**Problem:** Locate the line that contains "-> Result<Option<ClientArtifact>, RepositoryError>" in the entries below. Retype it and all following lines through the final one, character for character.

Saved data entries:
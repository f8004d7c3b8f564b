//! In-memory repository backed by `DashMap`.
//!
//! Each record sits behind its own map entry, so single-record updates are
//! serialized without a global lock.

use crate::error::RepositoryError;
use crate::repository::{
    AccessToken, CatalogRepository, ClientArtifact, HostRepository, RegistrationCheck,
    WorkFilter, WorkRepository, WorkTransition,
};
use async_trait::async_trait;
use chrono::{DateTime, Utc};
use dashmap::mapref::entry::Entry;
use dashmap::DashMap;
use std::sync::atomic::{AtomicU64, Ordering};
use weaver_types::wire::ResourceUsage;
use weaver_types::{
    Game, GameId, GameProfile, GameServer, Host, HostId, HostRegistration, ProfileId, ServerId,
    TargetType, WeaverWork, WorkId, WorkStatus,
};

#[derive(Debug, Default)]
pub struct MemoryStore {
    work: DashMap<WorkId, WeaverWork>,
    next_work_id: AtomicU64,
    hosts: DashMap<HostId, Host>,
    registrations: DashMap<HostId, HostRegistration>,
    /// Description of every active registration, owned by its host
    active_descriptions: DashMap<String, HostId>,
    tokens: DashMap<String, AccessToken>,
    usage: DashMap<HostId, ResourceUsage>,
    games: DashMap<GameId, Game>,
    profiles: DashMap<ProfileId, GameProfile>,
    servers: DashMap<ServerId, GameServer>,
    artifacts: DashMap<GameId, ClientArtifact>,
}

impl MemoryStore {
    pub fn new() -> Self {
        Self::default()
    }
}

#[async_trait]
impl WorkRepository for MemoryStore {
    async fn insert_work(
        &self,
        host_id: HostId,
        target_type: TargetType,
        payload: Vec<u8>,
    ) -> Result<WeaverWork, RepositoryError> {
        let id = WorkId(self.next_work_id.fetch_add(1, Ordering::SeqCst) + 1);
        let now = Utc::now();
        let work = WeaverWork {
            id,
            host_id,
            target_type,
            status: WorkStatus::Waiting,
            payload,
            message: None,
            created_at: now,
            updated_at: now,
        };
        self.work.insert(id, work.clone());
        Ok(work)
    }

    async fn get_work(&self, id: WorkId) -> Result<Option<WeaverWork>, RepositoryError> {
        Ok(self.work.get(&id).map(|w| w.clone()))
    }

    async fn waiting_for_host(
        &self,
        host_id: HostId,
        limit: usize,
    ) -> Result<Vec<WeaverWork>, RepositoryError> {
        let mut waiting: Vec<WeaverWork> = self
            .work
            .iter()
            .filter(|w| w.host_id == host_id && w.status == WorkStatus::Waiting)
            .map(|w| w.clone())
            .collect();
        waiting.sort_by_key(|w| w.id);
        waiting.truncate(limit);
        Ok(waiting)
    }

    async fn list_work(&self, filter: &WorkFilter) -> Result<Vec<WeaverWork>, RepositoryError> {
        let mut matching: Vec<WeaverWork> = self
            .work
            .iter()
            .filter(|w| filter(w.value()))
            .map(|w| w.clone())
            .collect();
        matching.sort_by_key(|w| w.id);
        Ok(matching)
    }

    async fn transition_work(
        &self,
        id: WorkId,
        status: WorkStatus,
        message: Option<String>,
        at: DateTime<Utc>,
    ) -> Result<Option<WorkTransition>, RepositoryError> {
        let Some(mut work) = self.work.get_mut(&id) else {
            return Ok(None);
        };

        if !work.status.can_transition_to(status) {
            return Ok(Some(WorkTransition::Rejected {
                current: work.status,
            }));
        }

        work.status = status;
        if message.is_some() {
            work.message = message;
        }
        work.updated_at = at;
        Ok(Some(WorkTransition::Applied))
    }

    async fn remove_work(&self, filter: &WorkFilter) -> Result<usize, RepositoryError> {
        let before = self.work.len();
        self.work.retain(|_, w| !filter(&*w));
        Ok(before.saturating_sub(self.work.len()))
    }
}

#[async_trait]
impl HostRepository for MemoryStore {
    async fn insert_host(&self, host: Host) -> Result<(), RepositoryError> {
        if self.hosts.contains_key(&host.id) {
            return Err(RepositoryError::Conflict(format!("host {}", host.id)));
        }
        self.hosts.insert(host.id, host);
        Ok(())
    }

    async fn get_host(&self, id: HostId) -> Result<Option<Host>, RepositoryError> {
        Ok(self.hosts.get(&id).map(|h| h.clone()))
    }

    async fn update_host(&self, host: Host) -> Result<(), RepositoryError> {
        self.hosts.insert(host.id, host);
        Ok(())
    }

    async fn list_hosts(&self) -> Result<Vec<Host>, RepositoryError> {
        Ok(self.hosts.iter().map(|h| h.clone()).collect())
    }

    async fn insert_registration(
        &self,
        registration: HostRegistration,
    ) -> Result<(), RepositoryError> {
        if registration.active {
            match self.active_descriptions.entry(registration.description.clone()) {
                Entry::Occupied(_) => {
                    return Err(RepositoryError::Conflict(format!(
                        "active registration '{}'",
                        registration.description
                    )))
                }
                Entry::Vacant(slot) => {
                    slot.insert(registration.host_id);
                }
            }
        }
        self.registrations
            .insert(registration.host_id, registration);
        Ok(())
    }

    async fn consume_registration(
        &self,
        host_id: HostId,
        accept: &RegistrationCheck<'_>,
        remote_ip: Option<String>,
    ) -> Result<Option<HostRegistration>, RepositoryError> {
        let consumed = match self.registrations.get_mut(&host_id) {
            Some(mut registration) if registration.active && accept(registration.value()) => {
                registration.consume(remote_ip);
                Some(registration.value().clone())
            }
            _ => None,
        };
        if let Some(registration) = &consumed {
            self.active_descriptions
                .remove_if(&registration.description, |_, owner| *owner == host_id);
        }
        Ok(consumed)
    }

    async fn cancel_registration(&self, host_id: HostId) -> Result<bool, RepositoryError> {
        let description = match self.registrations.get_mut(&host_id) {
            Some(mut registration) if registration.active => {
                registration.active = false;
                Some(registration.description.clone())
            }
            _ => None,
        };
        match description {
            Some(description) => {
                self.active_descriptions
                    .remove_if(&description, |_, owner| *owner == host_id);
                Ok(true)
            }
            None => Ok(false),
        }
    }

    async fn insert_token(&self, token: AccessToken) -> Result<(), RepositoryError> {
        self.tokens.insert(token.token_hash.clone(), token);
        Ok(())
    }

    async fn get_token(&self, token_hash: &str) -> Result<Option<AccessToken>, RepositoryError> {
        Ok(self.tokens.get(token_hash).map(|t| t.clone()))
    }

    async fn purge_expired_tokens(&self, now: DateTime<Utc>) -> Result<usize, RepositoryError> {
        let before = self.tokens.len();
        self.tokens.retain(|_, t| t.expires_at > now);
        Ok(before.saturating_sub(self.tokens.len()))
    }

    async fn revoke_host_tokens(&self, host_id: HostId) -> Result<usize, RepositoryError> {
        let before = self.tokens.len();
        self.tokens.retain(|_, t| t.host_id != host_id);
        Ok(before.saturating_sub(self.tokens.len()))
    }

    async fn record_usage(
        &self,
        host_id: HostId,
        usage: ResourceUsage,
    ) -> Result<(), RepositoryError> {
        self.usage.insert(host_id, usage);
        Ok(())
    }

    async fn latest_usage(&self, host_id: HostId) -> Result<Option<ResourceUsage>, RepositoryError> {
        Ok(self.usage.get(&host_id).map(|u| u.clone()))
    }
}

#[async_trait]
impl CatalogRepository for MemoryStore {
    async fn get_game(&self, id: GameId) -> Result<Option<Game>, RepositoryError> {
        Ok(self.games.get(&id).map(|g| g.clone()))
    }

    async fn upsert_game(&self, game: Game) -> Result<(), RepositoryError> {
        self.games.insert(game.id, game);
        Ok(())
    }

    async fn get_profile(&self, id: ProfileId) -> Result<Option<GameProfile>, RepositoryError> {
        Ok(self.profiles.get(&id).map(|p| p.clone()))
    }

    async fn upsert_profile(&self, profile: GameProfile) -> Result<(), RepositoryError> {
        self.profiles.insert(profile.id, profile);
        Ok(())
    }

    async fn get_server(&self, id: ServerId) -> Result<Option<GameServer>, RepositoryError> {
        Ok(self.servers.get(&id).map(|s| s.clone()))
    }

    async fn upsert_server(&self, server: GameServer) -> Result<(), RepositoryError> {
        self.servers.insert(server.id, server);
        Ok(())
    }

    async fn servers_on_host(&self, host_id: HostId) -> Result<Vec<GameServer>, RepositoryError> {
        Ok(self
            .servers
            .iter()
            .filter(|s| s.host_id == host_id && !s.deleted)
            .map(|s| s.clone())
            .collect())
    }

    async fn get_artifact(
        &self,
        game_id: GameId,
    ) -> Result<Option<ClientArtifact>, RepositoryError> {
        Ok(self.artifacts.get(&game_id).map(|a| a.clone()))
    }

    async fn put_artifact(&self, artifact: ClientArtifact) -> Result<(), RepositoryError> {
        self.artifacts.insert(artifact.game_id, artifact);
        Ok(())
    }
}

**Exercise response:**
    ) -> Result<Option<ClientArtifact>, RepositoryError> {
        Ok(self.artifacts.get(&game_id).map(|a| a.clone()))
    }

    async fn put_artifact(&self, artifact: ClientArtifact) -> Result<(), RepositoryError> {
        self.artifacts.insert(artifact.game_id, artifact);
        Ok(())
    }
}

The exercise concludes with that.